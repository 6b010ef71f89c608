use std::path::PathBuf;

use clap::{Parser, ValueEnum};
use log::LevelFilter;
use pixlab_renderer::{ColorMode, LineMode, TriangleMode};

/// Log levels accepted on the command line.
#[derive(Debug, Clone, Copy, ValueEnum)]
pub enum LogLevel {
    Error,
    Warn,
    Info,
    Debug,
    Trace,
}

impl From<LogLevel> for LevelFilter {
    fn from(level: LogLevel) -> Self {
        match level {
            LogLevel::Error => LevelFilter::Error,
            LogLevel::Warn => LevelFilter::Warn,
            LogLevel::Info => LevelFilter::Info,
            LogLevel::Debug => LevelFilter::Debug,
            LogLevel::Trace => LevelFilter::Trace,
        }
    }
}

/// Which lab to run.
#[derive(Debug, Clone, Copy, PartialEq, Eq, ValueEnum)]
pub enum Lab {
    /// Random points
    PointsLines,
    /// The ten-triangle gem
    Triangles,
    /// Static and falling icospheres
    Icospheres,
    /// A lit room with a sphere
    RayTracer,
}

#[derive(Debug, Clone, Copy, ValueEnum)]
pub enum ColorModeArg {
    Default,
    Position,
    Normal,
}

impl From<ColorModeArg> for ColorMode {
    fn from(mode: ColorModeArg) -> Self {
        match mode {
            ColorModeArg::Default => ColorMode::Default,
            ColorModeArg::Position => ColorMode::Position,
            ColorModeArg::Normal => ColorMode::Normal,
        }
    }
}

#[derive(Debug, Clone, Copy, ValueEnum)]
pub enum LineModeArg {
    Implicit,
    Parametric,
}

impl From<LineModeArg> for LineMode {
    fn from(mode: LineModeArg) -> Self {
        match mode {
            LineModeArg::Implicit => LineMode::Implicit,
            LineModeArg::Parametric => LineMode::Parametric,
        }
    }
}

#[derive(Debug, Clone, Copy, ValueEnum)]
pub enum TriangleModeArg {
    Outline,
    Parametric,
    BoundingBox,
}

impl From<TriangleModeArg> for TriangleMode {
    fn from(mode: TriangleModeArg) -> Self {
        match mode {
            TriangleModeArg::Outline => TriangleMode::Outline,
            TriangleModeArg::Parametric => TriangleMode::Parametric,
            TriangleModeArg::BoundingBox => TriangleMode::BoundingBox,
        }
    }
}

/// Command line arguments
#[derive(Debug, Parser)]
#[command(name = "pixlab-viewer")]
#[command(about = "Render a pixlab lab headlessly and save it as a PNG")]
pub struct Args {
    /// Lab to render
    #[arg(long, value_enum, default_value = "ray-tracer")]
    pub lab: Lab,

    /// Buffer width in pixels
    #[arg(long, default_value = "256")]
    pub width: u32,

    /// Buffer height in pixels
    #[arg(long, default_value = "128")]
    pub height: u32,

    /// Floats per pixel; raster depth tests need at least 4
    #[arg(long, default_value = "4")]
    pub stride: usize,

    /// Number of frames to run; only the last one is saved
    #[arg(long, default_value = "1", value_parser = clap::value_parser!(u32).range(1..))]
    pub frames: u32,

    /// Seconds per frame handed to the animation
    #[arg(long, default_value = "0.016")]
    pub delta_time: f32,

    /// JSON scene file replacing the lab's preset scene
    #[arg(long)]
    pub scene: Option<PathBuf>,

    /// Output PNG path
    #[arg(short, long, default_value = "pixlab.png")]
    pub output: PathBuf,

    /// Ray tracer color mode
    #[arg(long, value_enum, default_value = "default")]
    pub color_mode: ColorModeArg,

    /// How raster lines are drawn
    #[arg(long, value_enum, default_value = "implicit")]
    pub line_mode: LineModeArg,

    /// How raster triangles are drawn
    #[arg(long, value_enum, default_value = "bounding-box")]
    pub triangle_mode: TriangleModeArg,

    /// Seed for presets that scatter random primitives
    #[arg(long, default_value = "0")]
    pub seed: u64,

    /// Trace on the calling thread only
    #[arg(long)]
    pub sequential: bool,

    /// Set the logging level
    #[arg(long, value_enum, default_value = "info")]
    pub log_level: LogLevel,
}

- _WORK TO COMPLETE_:
Say how many lines of the data above have the string "TriangleModeArg" in them, and write nothing besides that number.

- _RESPONSE TO THE TASK_:
7